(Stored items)
╭──
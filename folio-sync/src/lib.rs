//! Folio Sync Library
//!
//! Cloud synchronization for the offline-first page store:
//! - Upload and download state machines with watcher notification
//! - Remote store and fingerprint interfaces (with a test fake)
//! - Device fingerprint gate against remote resets
//! - Exponential backoff for network retries
//! - Per-page sync sessions sequencing download, merge, and upload

pub mod backoff;
pub mod config;
pub mod download;
pub mod fingerprint;
pub mod remote;
pub mod session;
pub mod state;
pub mod upload;

pub use backoff::{Backoff, BackoffPolicy};
pub use config::SyncConfig;
pub use download::DownloadDriver;
pub use fingerprint::DeviceFingerprint;
pub use remote::{
    FakeRemote, FingerprintCheck, RemoteCommitRecord, RemoteCursor, RemoteFingerprint,
    RemoteStore, UploadBatch,
};
pub use session::SyncSession;
pub use state::{DownloadSyncState, SyncStateContainer, SyncStatePublisher, UploadSyncState};
pub use upload::{UploadDriver, UploadOutcome};
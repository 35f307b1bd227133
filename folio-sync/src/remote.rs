//! Remote store interface.
//!
//! The wire format and client library of the real remote are out of
//! scope; sync is written against these traits. Implementations that
//! store entries under string keys should run them through
//! [`folio_core::encode_key`] so user keys cannot collide with the
//! remote's reserved names. `FakeRemote` is an in-memory implementation
//! used in tests, with failure injection for exercising the retry path.

use async_trait::async_trait;
use bytes::Bytes;
use sha2::{Digest, Sha256};
use std::collections::{HashMap, HashSet};
use std::sync::atomic::{AtomicUsize, Ordering};
use std::sync::Mutex;
use tokio::sync::broadcast;

use folio_core::{CommitId, Error, ObjectDigest, Result};

/// Position in the remote's append-only commit log.
pub type RemoteCursor = u64;

/// A commit as shipped over the wire: its id plus the serialized form.
#[derive(Debug, Clone, PartialEq, Eq)]
pub struct RemoteCommitRecord {
    pub id: CommitId,
    pub payload: Bytes,
}

/// One upload unit: new commits plus the objects they newly reference,
/// protected by a content hash the receiver verifies.
#[derive(Debug, Clone)]
pub struct UploadBatch {
    pub commits: Vec<RemoteCommitRecord>,
    pub objects: Vec<(ObjectDigest, Bytes)>,
    pub content_hash: ObjectDigest,
}

impl UploadBatch {
    pub fn new(commits: Vec<RemoteCommitRecord>, objects: Vec<(ObjectDigest, Bytes)>) -> Self {
        let content_hash = Self::compute_content_hash(&commits, &objects);
        Self {
            commits,
            objects,
            content_hash,
        }
    }

    /// Hash over all commit and object payloads in batch order.
    pub fn compute_content_hash(
        commits: &[RemoteCommitRecord],
        objects: &[(ObjectDigest, Bytes)],
    ) -> ObjectDigest {
        let mut hasher = Sha256::new();
        for commit in commits {
            hasher.update(commit.id.as_bytes());
            hasher.update((commit.payload.len() as u64).to_le_bytes());
            hasher.update(&commit.payload);
        }
        for (digest, data) in objects {
            hasher.update(digest.as_bytes());
            hasher.update((data.len() as u64).to_le_bytes());
            hasher.update(data);
        }
        ObjectDigest::new(hasher.finalize().into())
    }

    pub fn verify_content_hash(&self) -> bool {
        Self::compute_content_hash(&self.commits, &self.objects) == self.content_hash
    }
}

/// Append-only remote commit/object store.
#[async_trait]
pub trait RemoteStore: Send + Sync {
    /// Upload a batch of commits and objects.
    async fn upload_batch(&self, batch: UploadBatch) -> Result<()>;

    /// Commits appended after `cursor`, with the new cursor. An empty
    /// result means the local view is caught up.
    async fn commits_since(&self, cursor: RemoteCursor)
        -> Result<(Vec<RemoteCommitRecord>, RemoteCursor)>;

    /// Subscribe to commits pushed by other devices.
    fn watch_commits(&self) -> broadcast::Receiver<RemoteCommitRecord>;

    /// Download a raw object record by digest.
    async fn download_object(&self, digest: &ObjectDigest) -> Result<Bytes>;

    /// Whether the remote already holds an object.
    async fn has_object(&self, digest: &ObjectDigest) -> Result<bool>;
}

/// Outcome of a fingerprint check against the remote's device set.
#[derive(Debug, Clone, Copy, PartialEq, Eq)]
pub enum FingerprintCheck {
    /// The fingerprint is registered in the device set.
    Match,
    /// The remote knows this device under a different fingerprint.
    Mismatch,
    /// The fingerprint is not in the device set. Whether that means a
    /// fresh device or a reset remote is decided client-side from the
    /// device's own registration record.
    NotSet,
}

/// Remote-side device set: every syncing device registers its
/// fingerprint here. A fingerprint vanishing from the set means the
/// remote was reset or recreated.
#[async_trait]
pub trait RemoteFingerprint: Send + Sync {
    async fn check_fingerprint(&self, fingerprint: &[u8]) -> Result<FingerprintCheck>;
    /// Add a fingerprint to the device set.
    async fn set_fingerprint(&self, fingerprint: &[u8]) -> Result<()>;
    /// Notified when the device set changes.
    fn watch_fingerprint(&self) -> broadcast::Receiver<Bytes>;
}

const WATCH_CAPACITY: usize = 64;

/// In-memory remote for tests.
pub struct FakeRemote {
    log: Mutex<Vec<RemoteCommitRecord>>,
    objects: Mutex<HashMap<ObjectDigest, Bytes>>,
    fingerprints: Mutex<HashSet<Bytes>>,
    commit_tx: broadcast::Sender<RemoteCommitRecord>,
    fingerprint_tx: broadcast::Sender<Bytes>,
    /// Number of upcoming calls that fail with a network error.
    fail_next: AtomicUsize,
}

impl Default for FakeRemote {
    fn default() -> Self {
        Self::new()
    }
}

impl FakeRemote {
    pub fn new() -> Self {
        let (commit_tx, _) = broadcast::channel(WATCH_CAPACITY);
        let (fingerprint_tx, _) = broadcast::channel(WATCH_CAPACITY);
        Self {
            log: Mutex::new(Vec::new()),
            objects: Mutex::new(HashMap::new()),
            fingerprints: Mutex::new(HashSet::new()),
            commit_tx,
            fingerprint_tx,
            fail_next: AtomicUsize::new(0),
        }
    }

    /// Make the next `n` remote calls fail with a network error.
    pub fn fail_next(&self, n: usize) {
        self.fail_next.store(n, Ordering::SeqCst);
    }

    fn maybe_fail(&self) -> Result<()> {
        let remaining = self.fail_next.load(Ordering::SeqCst);
        if remaining > 0 {
            self.fail_next.store(remaining - 1, Ordering::SeqCst);
            return Err(Error::Network("injected failure".to_string()));
        }
        Ok(())
    }

    /// Number of commits in the remote log.
    pub fn commit_count(&self) -> usize {
        self.log.lock().unwrap().len()
    }

    /// Append a commit as if another device had uploaded it, notifying
    /// watchers.
    pub fn push_commit(&self, record: RemoteCommitRecord) {
        self.log.lock().unwrap().push(record.clone());
        let _ = self.commit_tx.send(record);
    }

    /// Store an object as if another device had uploaded it.
    pub fn push_object(&self, digest: ObjectDigest, data: Bytes) {
        self.objects.lock().unwrap().insert(digest, data);
    }

    /// Erase the device set, simulating a remote reset or recreation.
    pub fn clear_fingerprints(&self) {
        self.fingerprints.lock().unwrap().clear();
        let _ = self.fingerprint_tx.send(Bytes::new());
    }
}

#[async_trait]
impl RemoteStore for FakeRemote {
    async fn upload_batch(&self, batch: UploadBatch) -> Result<()> {
        self.maybe_fail()?;
        if !batch.verify_content_hash() {
            return Err(Error::InvalidArgument(
                "Upload batch content hash mismatch".to_string(),
            ));
        }
        {
            let mut objects = self.objects.lock().unwrap();
            for (digest, data) in &batch.objects {
                objects.insert(*digest, data.clone());
            }
        }
        let mut log = self.log.lock().unwrap();
        for commit in batch.commits {
            if log.iter().any(|c| c.id == commit.id) {
                continue;
            }
            log.push(commit.clone());
            let _ = self.commit_tx.send(commit);
        }
        Ok(())
    }

    async fn commits_since(
        &self,
        cursor: RemoteCursor,
    ) -> Result<(Vec<RemoteCommitRecord>, RemoteCursor)> {
        self.maybe_fail()?;
        let log = self.log.lock().unwrap();
        let start = cursor as usize;
        if start >= log.len() {
            return Ok((Vec::new(), cursor));
        }
        Ok((log[start..].to_vec(), log.len() as RemoteCursor))
    }

    fn watch_commits(&self) -> broadcast::Receiver<RemoteCommitRecord> {
        self.commit_tx.subscribe()
    }

    async fn download_object(&self, digest: &ObjectDigest) -> Result<Bytes> {
        self.maybe_fail()?;
        self.objects
            .lock()
            .unwrap()
            .get(digest)
            .cloned()
            .ok_or_else(|| Error::NotFound(format!("Remote object {}", digest)))
    }

    async fn has_object(&self, digest: &ObjectDigest) -> Result<bool> {
        self.maybe_fail()?;
        Ok(self.objects.lock().unwrap().contains_key(digest))
    }
}

#[async_trait]
impl RemoteFingerprint for FakeRemote {
    async fn check_fingerprint(&self, fingerprint: &[u8]) -> Result<FingerprintCheck> {
        self.maybe_fail()?;
        if self.fingerprints.lock().unwrap().contains(fingerprint) {
            Ok(FingerprintCheck::Match)
        } else {
            Ok(FingerprintCheck::NotSet)
        }
    }

    async fn set_fingerprint(&self, fingerprint: &[u8]) -> Result<()> {
        self.maybe_fail()?;
        let bytes = Bytes::copy_from_slice(fingerprint);
        self.fingerprints.lock().unwrap().insert(bytes.clone());
        let _ = self.fingerprint_tx.send(bytes);
        Ok(())
    }

    fn watch_fingerprint(&self) -> broadcast::Receiver<Bytes> {
        self.fingerprint_tx.subscribe()
    }
}

#[cfg(test)]
mod tests {
    use super::*;

    fn record(byte: u8) -> RemoteCommitRecord {
        RemoteCommitRecord {
            id: CommitId::new([byte; 32]),
            payload: Bytes::from(vec![byte; 4]),
        }
    }

    #[tokio::test]
    async fn test_upload_and_fetch_commits() {
        let remote = FakeRemote::new();
        let batch = UploadBatch::new(vec![record(1), record(2)], Vec::new());
        remote.upload_batch(batch).await.unwrap();

        let (commits, cursor) = remote.commits_since(0).await.unwrap();
        assert_eq!(commits.len(), 2);
        assert_eq!(cursor, 2);

        let (commits, cursor) = remote.commits_since(cursor).await.unwrap();
        assert!(commits.is_empty());
        assert_eq!(cursor, 2);
    }

    #[tokio::test]
    async fn test_upload_rejects_tampered_batch() {
        let remote = FakeRemote::new();
        let mut batch = UploadBatch::new(vec![record(1)], Vec::new());
        batch.commits[0].payload = Bytes::from_static(b"tampered");
        assert!(matches!(
            remote.upload_batch(batch).await,
            Err(Error::InvalidArgument(_))
        ));
    }

    #[tokio::test]
    async fn test_duplicate_commits_not_reappended() {
        let remote = FakeRemote::new();
        remote
            .upload_batch(UploadBatch::new(vec![record(1)], Vec::new()))
            .await
            .unwrap();
        remote
            .upload_batch(UploadBatch::new(vec![record(1)], Vec::new()))
            .await
            .unwrap();
        assert_eq!(remote.commit_count(), 1);
    }

    #[tokio::test]
    async fn test_failure_injection() {
        let remote = FakeRemote::new();
        remote.fail_next(2);
        assert!(remote.commits_since(0).await.is_err());
        assert!(remote.commits_since(0).await.is_err());
        assert!(remote.commits_since(0).await.is_ok());
    }

    #[tokio::test]
    async fn test_watch_receives_pushed_commits() {
        let remote = FakeRemote::new();
        let mut rx = remote.watch_commits();
        remote.push_commit(record(9));
        let received = rx.recv().await.unwrap();
        assert_eq!(received, record(9));
    }

    #[tokio::test]
    async fn test_device_set_holds_many_fingerprints() {
        let remote = FakeRemote::new();
        assert_eq!(
            remote.check_fingerprint(b"device-a").await.unwrap(),
            FingerprintCheck::NotSet
        );
        remote.set_fingerprint(b"device-a").await.unwrap();
        remote.set_fingerprint(b"device-b").await.unwrap();
        assert_eq!(
            remote.check_fingerprint(b"device-a").await.unwrap(),
            FingerprintCheck::Match
        );
        assert_eq!(
            remote.check_fingerprint(b"device-b").await.unwrap(),
            FingerprintCheck::Match
        );

        remote.clear_fingerprints();
        assert_eq!(
            remote.check_fingerprint(b"device-a").await.unwrap(),
            FingerprintCheck::NotSet
        );
    }
}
╰──
[Assignment] The answer must consist of every line from the entries above that contains the string "HashMap".

[Response]
use std::collections::{HashMap, HashSet};
    objects: Mutex<HashMap<ObjectDigest, Bytes>>,
            objects: Mutex::new(HashMap::new()),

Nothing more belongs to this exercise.